Однако, все больше склоняясь в своих убеждениях к правой идее, Крымский не создает для себя культа господствующего этноса, не скатывается к шовинизму. Оригинальными в этом отношении выглядят обозначенные в письме к Б. Гринченко критерии идентификации двух типов общественного деятеля. А. Крымский отмечает: «Хто признає вагу національності, той є націонал; звісно, він може не тільки поважати, а й заразом сентиментально кохати національні ознаки, і це ще не погано. А хто вважає за обов’язкову річ сліпо поклонятися всьому національному тільки через те, що воно — національне, той є націоналіст». Именно под последнюю категорию автор склонен подвести сторонников, по его же определению, «желудочного» — агрессивно-ограниченного, собственно, бездеятельного патриотизма. К сожалению, нередко этот тип «искреннего народолюбца» встречался в среде украинофилов, на что одно время сетовала и Леся Украинка. Она писала М. Драгоманову: «У нас велика біда, що багато людей думають, що досить говорити по-українськи (а надто, вже коли писати дещицю), щоб мати право на назву патріота, робітника на рідній ниві, чоловіка з певним переконаннями тощо. Така легкість репутації приманює многих».

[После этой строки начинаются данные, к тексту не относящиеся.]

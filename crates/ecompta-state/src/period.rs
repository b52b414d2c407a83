//! # Financial Period Lifecycle
//!
//! A financial period is one accounting year (or sub-period) of a company.
//!
//! ## States
//!
//! ```text
//! Open ──close()──▶ Closed ──lock()──▶ Locked (terminal)
//!   │                                     ▲
//!   └─────────────────lock()──────────────┘
//! ```
//!
//! There is no reopen path. A locked period also keeps the close stamp it
//! had, if any, so the audit view of "who closed it" survives locking.

use chrono::NaiveDate;
use serde::{Deserialize, Serialize};

use ecompta_core::{CompanyId, CoreError, CountryCode, Timestamp, UserId};

use crate::error::TransitionError;
use crate::record::{self, LifecycleStatus, TransitionRecord};

const ENTITY: &str = "financial_period";

// ─── Period Status ───────────────────────────────────────────────────

/// Lifecycle state of a financial period.
#[derive(Debug, Clone, PartialEq, Eq, Serialize, Deserialize)]
#[serde(tag = "status", rename_all = "SCREAMING_SNAKE_CASE")]
pub enum PeriodStatus {
    /// Entries may be posted.
    Open,
    /// Closed for posting; may still be locked.
    Closed {
        /// When the period was closed.
        closed_at: Timestamp,
        /// Who closed it.
        closed_by: UserId,
    },
    /// Permanently frozen (terminal).
    Locked {
        /// When the period was locked.
        locked_at: Timestamp,
        /// Who locked it.
        locked_by: UserId,
        /// Mandatory justification.
        reason: String,
        /// Close stamp carried over from `Closed`, if the period was closed first.
        #[serde(default, skip_serializing_if = "Option::is_none")]
        closed_at: Option<Timestamp>,
        /// Closing user carried over from `Closed`.
        #[serde(default, skip_serializing_if = "Option::is_none")]
        closed_by: Option<UserId>,
    },
}

impl LifecycleStatus for PeriodStatus {
    fn name(&self) -> &'static str {
        match self {
            Self::Open => "OPEN",
            Self::Closed { .. } => "CLOSED",
            Self::Locked { .. } => "LOCKED",
        }
    }

    fn is_terminal(&self) -> bool {
        matches!(self, Self::Locked { .. })
    }
}

impl std::fmt::Display for PeriodStatus {
    fn fmt(&self, f: &mut std::fmt::Formatter<'_>) -> std::fmt::Result {
        f.write_str(self.name())
    }
}

// ─── Financial Period ────────────────────────────────────────────────

/// A company's financial period with its lifecycle state.
#[derive(Debug, Clone, PartialEq, Serialize, Deserialize)]
pub struct FinancialPeriod {
    /// Owning company.
    pub company_id: CompanyId,
    /// Display name, e.g. "Exercice 2024".
    pub name: String,
    /// First day of the period.
    pub start_date: NaiveDate,
    /// Last day of the period (inclusive).
    pub end_date: NaiveDate,
    /// Jurisdiction of the company.
    pub country_code: CountryCode,
    /// Accounting standard (e.g. "SYSCOHADA").
    pub accounting_standard: String,
    /// Whether this is the company's current period.
    pub is_current: bool,
    /// Free-form notes.
    #[serde(default, skip_serializing_if = "Option::is_none")]
    pub notes: Option<String>,
    /// Current lifecycle state.
    pub state: PeriodStatus,
    /// Creation time.
    pub created_at: Timestamp,
    /// Refreshed by every applied transition.
    pub updated_at: Timestamp,
    /// Ordered log of applied transitions.
    #[serde(default)]
    pub transitions: Vec<TransitionRecord>,
}

impl FinancialPeriod {
    /// Open a new period. New periods start `OPEN` and current.
    ///
    /// # Errors
    ///
    /// Returns [`CoreError::Validation`] if `end_date` precedes `start_date`.
    pub fn open(
        company_id: CompanyId,
        name: impl Into<String>,
        start_date: NaiveDate,
        end_date: NaiveDate,
        country_code: CountryCode,
        accounting_standard: impl Into<String>,
        now: Timestamp,
    ) -> Result<Self, CoreError> {
        if end_date < start_date {
            return Err(CoreError::Validation(format!(
                "period end {end_date} precedes start {start_date}"
            )));
        }
        Ok(Self {
            company_id,
            name: name.into(),
            start_date,
            end_date,
            country_code,
            accounting_standard: accounting_standard.into(),
            is_current: true,
            notes: None,
            state: PeriodStatus::Open,
            created_at: now,
            updated_at: now,
            transitions: Vec::new(),
        })
    }

    /// Whether the period can be closed (it is `OPEN`).
    pub fn can_close(&self) -> bool {
        matches!(self.state, PeriodStatus::Open)
    }

    /// Whether the period is `CLOSED` (and not yet locked).
    pub fn is_closed(&self) -> bool {
        matches!(self.state, PeriodStatus::Closed { .. })
    }

    /// Whether the period is `LOCKED`.
    pub fn is_locked(&self) -> bool {
        matches!(self.state, PeriodStatus::Locked { .. })
    }

    /// When the period was closed, including periods locked after closing.
    pub fn closed_at(&self) -> Option<Timestamp> {
        match &self.state {
            PeriodStatus::Open => None,
            PeriodStatus::Closed { closed_at, .. } => Some(*closed_at),
            PeriodStatus::Locked { closed_at, .. } => *closed_at,
        }
    }

    /// Whether `date` falls within the period (both ends inclusive).
    pub fn contains(&self, date: NaiveDate) -> bool {
        self.start_date <= date && date <= self.end_date
    }

    /// Close the period (OPEN → CLOSED). The period stops being current.
    pub fn close(&mut self, actor: UserId, now: Timestamp) -> Result<(), TransitionError> {
        if !self.can_close() {
            return Err(TransitionError::rejected(
                ENTITY,
                self.state.name(),
                "CLOSED",
                "only an OPEN period can be closed",
            ));
        }
        self.is_current = false;
        self.apply(
            PeriodStatus::Closed {
                closed_at: now,
                closed_by: actor,
            },
            actor,
            None,
            now,
        );
        Ok(())
    }

    /// Lock the period (OPEN or CLOSED → LOCKED).
    ///
    /// Stamps the lock time, the locking user and the reason. A blank reason
    /// is rejected.
    pub fn lock(
        &mut self,
        actor: UserId,
        reason: impl Into<String>,
        now: Timestamp,
    ) -> Result<(), TransitionError> {
        let reason = reason.into();
        let (closed_at, closed_by) = match &self.state {
            PeriodStatus::Open => (None, None),
            PeriodStatus::Closed {
                closed_at,
                closed_by,
            } => (Some(*closed_at), Some(*closed_by)),
            PeriodStatus::Locked { .. } => {
                return Err(TransitionError::rejected(
                    ENTITY,
                    self.state.name(),
                    "LOCKED",
                    "period is already locked",
                ));
            }
        };
        if reason.trim().is_empty() {
            return Err(TransitionError::rejected(
                ENTITY,
                self.state.name(),
                "LOCKED",
                "lock reason must not be empty",
            ));
        }
        self.is_current = false;
        self.apply(
            PeriodStatus::Locked {
                locked_at: now,
                locked_by: actor,
                reason: reason.clone(),
                closed_at,
                closed_by,
            },
            actor,
            Some(reason),
            now,
        );
        Ok(())
    }

    fn apply(&mut self, to: PeriodStatus, actor: UserId, reason: Option<String>, now: Timestamp) {
        record::append(
            &mut self.transitions,
            ENTITY,
            self.state.name(),
            to.name(),
            now,
            Some(actor),
            reason,
        );
        self.state = to;
        self.updated_at = now;
    }
}

// ─── Tests ───────────────────────────────────────────────────────────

Несоответствие народнических социально-политических и культурных моделей энергии, потребностям и намерениям молодых сил убедительно доказывало неотложную необходимость освоения новых, более действенных путей национального продвижения. Всю противоречивость и в то же время интегральный смысло- и формотворческий потенциал таких исканий отражает опыт поколения порубежья. Примечательным здесь является идейно-духовное самодвижение А. Крымского, предшествовала которому, что, по-видимому, тоже закономерно, полоса метаний и разочарований. В 1891 году, описывая И. Франко ситуацию в Надднепрянщине, он, в частности, неутешительно будет констатировать: «Коли ми подивимося, чим займається загал нашого українофільства, то побачимо, що працювати всі аж прагнуть, тільки ж майже всім руки зв’язані, бо такі наші обставини. Добре, коли хто має письменницький хист, — він ще може що-небудь робити, робити пером. А решта? — Решта рветься до праці; та звідкіля ж узяти того поля задля праці? Складаються громадки, кружки, балакається дуже багацько, а в кінці кінців, як я часто завважив, людина почуває якусь порожнечу, невдоволення, бо не бачить змоги, способу, як віддати себе на службу своєму народові». Возможности послужить родному сообществу неофит-украинец Крымский будет искать самостоятельно и, так сказать, интуитивно. Уже с первых лет учебы в высшей школе студент-арабист Лазаревского института восточных языков каждую свободную минуту посвящает познанию новообретенной Родины, ведь, как позже будет признаваться: «Мені здавалося гріхом «не побігти на пособу моїй Неньці», яку я допіру «обрів», — я не хтів бути «зрадником». І я побіг». Кроме интенсивного самообразования, он, приезжая из Москвы, стремится дополнить национальное познание еще и практически — погружением в незамутненную стихию крестьянского мира, искренними попытками слиться с ним.